Data:
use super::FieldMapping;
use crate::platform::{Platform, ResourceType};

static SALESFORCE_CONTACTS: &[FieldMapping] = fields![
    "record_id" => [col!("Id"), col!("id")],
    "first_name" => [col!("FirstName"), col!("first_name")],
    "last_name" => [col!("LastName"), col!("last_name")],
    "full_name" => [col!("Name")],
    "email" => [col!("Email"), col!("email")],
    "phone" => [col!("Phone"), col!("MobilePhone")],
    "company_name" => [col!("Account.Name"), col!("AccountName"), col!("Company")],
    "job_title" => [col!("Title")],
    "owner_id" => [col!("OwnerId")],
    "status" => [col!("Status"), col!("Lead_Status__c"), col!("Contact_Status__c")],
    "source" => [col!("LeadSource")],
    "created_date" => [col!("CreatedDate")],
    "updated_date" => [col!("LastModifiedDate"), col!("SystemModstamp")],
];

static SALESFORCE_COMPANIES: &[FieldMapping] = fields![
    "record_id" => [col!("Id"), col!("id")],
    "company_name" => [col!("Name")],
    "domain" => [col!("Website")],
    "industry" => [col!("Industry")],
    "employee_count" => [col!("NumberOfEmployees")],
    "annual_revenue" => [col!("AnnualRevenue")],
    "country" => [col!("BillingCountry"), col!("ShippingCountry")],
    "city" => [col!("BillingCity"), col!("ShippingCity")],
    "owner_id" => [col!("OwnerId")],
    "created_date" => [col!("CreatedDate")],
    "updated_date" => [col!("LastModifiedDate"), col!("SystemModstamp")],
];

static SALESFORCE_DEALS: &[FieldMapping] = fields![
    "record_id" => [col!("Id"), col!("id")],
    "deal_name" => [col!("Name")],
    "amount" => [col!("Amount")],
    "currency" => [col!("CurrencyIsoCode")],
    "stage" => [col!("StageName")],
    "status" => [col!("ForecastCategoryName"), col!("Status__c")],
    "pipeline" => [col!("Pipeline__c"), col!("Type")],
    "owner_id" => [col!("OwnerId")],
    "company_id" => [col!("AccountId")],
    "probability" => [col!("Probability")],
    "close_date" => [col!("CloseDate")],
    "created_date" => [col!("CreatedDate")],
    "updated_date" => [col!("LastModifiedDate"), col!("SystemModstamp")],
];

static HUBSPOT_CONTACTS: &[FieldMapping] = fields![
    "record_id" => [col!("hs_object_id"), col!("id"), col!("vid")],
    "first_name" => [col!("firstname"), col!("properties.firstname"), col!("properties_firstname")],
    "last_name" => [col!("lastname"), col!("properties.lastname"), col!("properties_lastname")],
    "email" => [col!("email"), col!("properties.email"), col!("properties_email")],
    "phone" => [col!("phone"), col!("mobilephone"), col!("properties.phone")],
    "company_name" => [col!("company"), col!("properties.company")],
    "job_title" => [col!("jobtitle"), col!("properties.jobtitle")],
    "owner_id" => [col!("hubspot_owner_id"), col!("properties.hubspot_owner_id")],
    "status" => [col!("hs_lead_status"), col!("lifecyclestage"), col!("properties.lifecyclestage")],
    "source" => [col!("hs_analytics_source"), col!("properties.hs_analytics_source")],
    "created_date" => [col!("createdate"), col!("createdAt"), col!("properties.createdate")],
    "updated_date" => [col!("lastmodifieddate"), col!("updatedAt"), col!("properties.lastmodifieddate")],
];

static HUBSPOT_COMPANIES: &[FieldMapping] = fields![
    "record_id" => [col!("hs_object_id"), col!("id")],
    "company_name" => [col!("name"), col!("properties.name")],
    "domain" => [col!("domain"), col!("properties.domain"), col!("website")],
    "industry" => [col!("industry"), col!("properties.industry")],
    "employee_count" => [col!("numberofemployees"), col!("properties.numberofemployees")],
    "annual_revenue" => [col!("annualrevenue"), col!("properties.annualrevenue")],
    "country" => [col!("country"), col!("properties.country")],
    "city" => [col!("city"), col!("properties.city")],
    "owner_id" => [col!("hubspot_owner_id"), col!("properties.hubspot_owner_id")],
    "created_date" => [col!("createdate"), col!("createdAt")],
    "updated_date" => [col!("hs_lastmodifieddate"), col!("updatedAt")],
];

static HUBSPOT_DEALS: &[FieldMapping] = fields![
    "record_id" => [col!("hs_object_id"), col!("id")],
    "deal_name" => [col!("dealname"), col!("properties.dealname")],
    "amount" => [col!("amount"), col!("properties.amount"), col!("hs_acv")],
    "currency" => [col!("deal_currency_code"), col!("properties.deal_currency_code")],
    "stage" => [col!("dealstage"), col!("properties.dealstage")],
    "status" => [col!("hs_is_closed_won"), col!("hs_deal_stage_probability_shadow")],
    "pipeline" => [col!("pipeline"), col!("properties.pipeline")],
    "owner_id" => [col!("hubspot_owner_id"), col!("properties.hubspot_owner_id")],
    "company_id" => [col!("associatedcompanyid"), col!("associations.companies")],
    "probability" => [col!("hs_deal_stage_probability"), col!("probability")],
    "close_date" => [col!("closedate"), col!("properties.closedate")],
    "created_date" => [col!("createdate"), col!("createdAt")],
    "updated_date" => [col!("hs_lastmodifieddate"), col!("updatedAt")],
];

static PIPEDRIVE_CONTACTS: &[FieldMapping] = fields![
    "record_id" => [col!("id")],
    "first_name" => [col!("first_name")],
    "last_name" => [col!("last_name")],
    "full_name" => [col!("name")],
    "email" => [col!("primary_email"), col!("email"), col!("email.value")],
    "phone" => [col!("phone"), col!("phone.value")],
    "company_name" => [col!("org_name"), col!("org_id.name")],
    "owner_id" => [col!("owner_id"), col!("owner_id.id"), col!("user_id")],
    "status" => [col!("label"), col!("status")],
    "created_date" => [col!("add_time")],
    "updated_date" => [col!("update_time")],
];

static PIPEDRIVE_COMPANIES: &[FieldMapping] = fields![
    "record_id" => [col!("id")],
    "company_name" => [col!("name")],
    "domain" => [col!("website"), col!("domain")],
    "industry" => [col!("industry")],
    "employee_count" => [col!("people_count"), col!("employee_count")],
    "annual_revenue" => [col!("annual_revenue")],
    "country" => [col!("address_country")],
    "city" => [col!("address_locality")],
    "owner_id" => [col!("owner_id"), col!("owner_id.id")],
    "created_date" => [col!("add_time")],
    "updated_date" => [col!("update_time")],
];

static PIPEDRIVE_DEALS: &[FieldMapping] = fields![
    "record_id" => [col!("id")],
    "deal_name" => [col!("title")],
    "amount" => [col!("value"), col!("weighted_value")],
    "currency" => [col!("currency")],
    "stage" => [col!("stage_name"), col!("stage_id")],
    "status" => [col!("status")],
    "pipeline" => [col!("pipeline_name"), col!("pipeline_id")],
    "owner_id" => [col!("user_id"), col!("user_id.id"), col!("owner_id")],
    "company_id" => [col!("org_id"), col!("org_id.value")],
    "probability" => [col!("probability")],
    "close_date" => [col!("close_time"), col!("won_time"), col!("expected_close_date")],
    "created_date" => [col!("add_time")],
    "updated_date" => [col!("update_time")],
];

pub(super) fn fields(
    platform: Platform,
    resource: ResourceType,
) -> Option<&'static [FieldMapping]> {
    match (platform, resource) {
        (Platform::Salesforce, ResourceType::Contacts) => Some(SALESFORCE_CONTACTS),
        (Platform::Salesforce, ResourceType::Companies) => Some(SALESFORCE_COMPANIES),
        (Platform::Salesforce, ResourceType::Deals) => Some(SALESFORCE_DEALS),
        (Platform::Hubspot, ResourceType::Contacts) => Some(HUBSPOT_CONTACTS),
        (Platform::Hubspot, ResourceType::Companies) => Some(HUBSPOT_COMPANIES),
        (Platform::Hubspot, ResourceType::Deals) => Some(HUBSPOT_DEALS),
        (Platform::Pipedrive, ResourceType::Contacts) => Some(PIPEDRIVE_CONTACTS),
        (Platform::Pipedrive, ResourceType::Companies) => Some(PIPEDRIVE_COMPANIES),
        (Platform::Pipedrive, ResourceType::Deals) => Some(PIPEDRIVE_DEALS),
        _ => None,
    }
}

Task prompt: In the lines above, find the word "city" and copy every line it occurs in.

Result of the task:
    "city" => [col!("BillingCity"), col!("ShippingCity")],
    "city" => [col!("city"), col!("properties.city")],
    "city" => [col!("address_locality")],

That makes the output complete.